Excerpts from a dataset
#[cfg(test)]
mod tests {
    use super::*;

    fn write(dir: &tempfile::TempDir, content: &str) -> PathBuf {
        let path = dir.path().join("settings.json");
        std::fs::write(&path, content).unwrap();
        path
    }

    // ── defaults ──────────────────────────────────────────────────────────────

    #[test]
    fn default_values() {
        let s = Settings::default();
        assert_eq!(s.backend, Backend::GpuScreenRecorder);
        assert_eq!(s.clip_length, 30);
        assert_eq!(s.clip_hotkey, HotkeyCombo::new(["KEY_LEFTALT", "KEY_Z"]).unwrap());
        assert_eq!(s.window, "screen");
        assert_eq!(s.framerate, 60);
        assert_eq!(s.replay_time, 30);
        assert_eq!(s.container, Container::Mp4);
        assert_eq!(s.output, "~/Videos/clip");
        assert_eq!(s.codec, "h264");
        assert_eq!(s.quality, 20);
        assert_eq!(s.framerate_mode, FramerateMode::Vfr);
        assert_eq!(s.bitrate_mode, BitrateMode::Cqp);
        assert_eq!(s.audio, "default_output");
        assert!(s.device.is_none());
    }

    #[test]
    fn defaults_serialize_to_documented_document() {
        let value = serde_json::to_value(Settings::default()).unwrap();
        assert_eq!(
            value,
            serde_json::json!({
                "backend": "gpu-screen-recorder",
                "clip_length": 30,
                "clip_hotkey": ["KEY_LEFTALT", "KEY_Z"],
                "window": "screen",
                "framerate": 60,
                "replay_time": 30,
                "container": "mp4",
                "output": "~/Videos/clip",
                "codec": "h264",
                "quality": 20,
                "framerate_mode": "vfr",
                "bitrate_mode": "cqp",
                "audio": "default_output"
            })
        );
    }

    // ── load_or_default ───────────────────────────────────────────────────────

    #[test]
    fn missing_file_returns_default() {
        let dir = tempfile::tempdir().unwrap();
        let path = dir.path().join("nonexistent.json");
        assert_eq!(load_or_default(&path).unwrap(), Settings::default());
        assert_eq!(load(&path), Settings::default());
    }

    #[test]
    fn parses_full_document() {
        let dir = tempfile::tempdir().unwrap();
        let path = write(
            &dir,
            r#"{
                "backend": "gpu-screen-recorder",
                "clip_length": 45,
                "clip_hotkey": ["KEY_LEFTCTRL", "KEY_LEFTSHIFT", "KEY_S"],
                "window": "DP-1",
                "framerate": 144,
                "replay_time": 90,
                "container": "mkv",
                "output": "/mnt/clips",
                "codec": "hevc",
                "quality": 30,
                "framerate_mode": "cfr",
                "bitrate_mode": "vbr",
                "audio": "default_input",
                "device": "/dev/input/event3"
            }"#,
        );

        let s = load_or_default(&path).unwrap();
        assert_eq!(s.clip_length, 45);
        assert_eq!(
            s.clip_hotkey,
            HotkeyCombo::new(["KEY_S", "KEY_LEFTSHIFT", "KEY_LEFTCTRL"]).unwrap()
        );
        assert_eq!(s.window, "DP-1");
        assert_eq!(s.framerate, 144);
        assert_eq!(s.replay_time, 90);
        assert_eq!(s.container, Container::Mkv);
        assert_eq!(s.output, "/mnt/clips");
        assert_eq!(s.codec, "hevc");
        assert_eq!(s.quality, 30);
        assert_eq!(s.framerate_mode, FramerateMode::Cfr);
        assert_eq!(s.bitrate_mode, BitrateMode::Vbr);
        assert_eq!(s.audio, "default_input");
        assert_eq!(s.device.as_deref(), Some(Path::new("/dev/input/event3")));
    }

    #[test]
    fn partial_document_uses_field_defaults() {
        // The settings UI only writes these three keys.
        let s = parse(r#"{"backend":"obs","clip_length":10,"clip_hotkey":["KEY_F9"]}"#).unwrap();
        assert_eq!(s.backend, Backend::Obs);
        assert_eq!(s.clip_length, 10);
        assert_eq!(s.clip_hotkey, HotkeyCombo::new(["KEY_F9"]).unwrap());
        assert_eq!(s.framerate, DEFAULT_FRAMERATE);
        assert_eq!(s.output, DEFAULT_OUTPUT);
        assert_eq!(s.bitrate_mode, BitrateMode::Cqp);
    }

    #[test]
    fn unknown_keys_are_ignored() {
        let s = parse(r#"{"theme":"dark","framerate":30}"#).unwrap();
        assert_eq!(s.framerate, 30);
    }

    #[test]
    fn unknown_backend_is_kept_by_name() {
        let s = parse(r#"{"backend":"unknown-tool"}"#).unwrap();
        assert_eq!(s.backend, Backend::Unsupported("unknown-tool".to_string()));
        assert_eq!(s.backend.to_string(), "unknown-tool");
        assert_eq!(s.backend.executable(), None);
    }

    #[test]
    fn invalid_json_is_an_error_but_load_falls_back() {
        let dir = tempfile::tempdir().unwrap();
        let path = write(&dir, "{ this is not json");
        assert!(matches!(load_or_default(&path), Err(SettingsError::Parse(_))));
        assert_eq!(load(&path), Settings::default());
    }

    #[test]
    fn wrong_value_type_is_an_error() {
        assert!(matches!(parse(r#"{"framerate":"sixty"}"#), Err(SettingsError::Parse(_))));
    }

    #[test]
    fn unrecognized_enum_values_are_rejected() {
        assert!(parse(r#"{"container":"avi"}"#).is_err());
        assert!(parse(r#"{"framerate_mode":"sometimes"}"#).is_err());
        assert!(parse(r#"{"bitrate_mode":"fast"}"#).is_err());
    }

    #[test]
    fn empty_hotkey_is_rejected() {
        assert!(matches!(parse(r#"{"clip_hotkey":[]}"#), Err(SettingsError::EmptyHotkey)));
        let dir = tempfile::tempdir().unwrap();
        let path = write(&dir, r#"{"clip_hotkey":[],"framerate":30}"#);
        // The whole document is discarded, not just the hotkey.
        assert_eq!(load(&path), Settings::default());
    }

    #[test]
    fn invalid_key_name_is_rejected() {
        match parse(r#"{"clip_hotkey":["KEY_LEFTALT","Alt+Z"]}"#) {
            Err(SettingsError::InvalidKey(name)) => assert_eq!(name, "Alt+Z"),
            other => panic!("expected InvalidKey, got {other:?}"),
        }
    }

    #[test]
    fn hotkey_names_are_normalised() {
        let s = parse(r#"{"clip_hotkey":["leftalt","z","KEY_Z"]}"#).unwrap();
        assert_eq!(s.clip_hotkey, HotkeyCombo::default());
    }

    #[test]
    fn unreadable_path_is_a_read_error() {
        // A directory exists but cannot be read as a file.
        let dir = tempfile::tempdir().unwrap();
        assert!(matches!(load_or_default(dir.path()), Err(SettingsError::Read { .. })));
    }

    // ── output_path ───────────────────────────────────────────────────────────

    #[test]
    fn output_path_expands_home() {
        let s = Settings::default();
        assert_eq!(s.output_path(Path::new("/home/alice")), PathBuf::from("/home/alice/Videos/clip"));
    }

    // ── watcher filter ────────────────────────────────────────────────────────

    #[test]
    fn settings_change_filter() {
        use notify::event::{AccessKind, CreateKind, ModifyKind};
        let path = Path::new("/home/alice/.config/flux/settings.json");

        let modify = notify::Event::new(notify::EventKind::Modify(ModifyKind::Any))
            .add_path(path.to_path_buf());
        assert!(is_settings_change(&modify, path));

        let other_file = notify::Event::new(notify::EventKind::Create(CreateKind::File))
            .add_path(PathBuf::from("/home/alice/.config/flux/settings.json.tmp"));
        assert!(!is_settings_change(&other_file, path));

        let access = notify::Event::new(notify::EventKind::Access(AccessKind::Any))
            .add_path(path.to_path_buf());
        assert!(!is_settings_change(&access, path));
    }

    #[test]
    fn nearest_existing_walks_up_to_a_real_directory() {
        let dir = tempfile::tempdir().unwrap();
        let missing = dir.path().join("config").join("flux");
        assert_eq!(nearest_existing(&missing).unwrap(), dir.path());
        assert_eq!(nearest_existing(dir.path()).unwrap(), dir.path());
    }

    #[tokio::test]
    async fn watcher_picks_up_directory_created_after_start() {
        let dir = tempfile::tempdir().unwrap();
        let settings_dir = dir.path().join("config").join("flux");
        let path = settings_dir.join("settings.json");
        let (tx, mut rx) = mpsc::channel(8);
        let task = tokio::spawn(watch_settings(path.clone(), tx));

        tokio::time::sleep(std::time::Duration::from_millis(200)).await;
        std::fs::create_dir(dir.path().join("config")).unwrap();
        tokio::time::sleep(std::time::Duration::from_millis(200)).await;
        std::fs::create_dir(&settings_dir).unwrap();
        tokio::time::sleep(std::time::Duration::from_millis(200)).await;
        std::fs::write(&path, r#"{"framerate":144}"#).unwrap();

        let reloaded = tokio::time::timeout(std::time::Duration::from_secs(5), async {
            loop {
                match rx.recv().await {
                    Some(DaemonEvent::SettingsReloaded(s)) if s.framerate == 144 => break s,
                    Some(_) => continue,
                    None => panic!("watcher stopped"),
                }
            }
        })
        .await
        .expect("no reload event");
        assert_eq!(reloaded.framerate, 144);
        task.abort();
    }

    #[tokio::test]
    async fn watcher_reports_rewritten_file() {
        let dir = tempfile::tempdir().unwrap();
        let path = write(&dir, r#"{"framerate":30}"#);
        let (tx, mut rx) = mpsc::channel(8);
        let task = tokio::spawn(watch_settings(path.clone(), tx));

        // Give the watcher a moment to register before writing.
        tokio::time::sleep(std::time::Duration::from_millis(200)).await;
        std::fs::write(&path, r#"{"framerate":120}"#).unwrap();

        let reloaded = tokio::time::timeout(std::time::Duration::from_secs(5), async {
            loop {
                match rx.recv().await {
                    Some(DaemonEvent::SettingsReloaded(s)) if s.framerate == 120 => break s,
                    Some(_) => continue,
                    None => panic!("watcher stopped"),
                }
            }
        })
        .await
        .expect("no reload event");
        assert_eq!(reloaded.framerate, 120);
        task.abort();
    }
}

## What is expected
In the entries above, find each line with the word "FramerateMode" and return it.

## Written response
        assert_eq!(s.framerate_mode, FramerateMode::Vfr);
        assert_eq!(s.framerate_mode, FramerateMode::Cfr);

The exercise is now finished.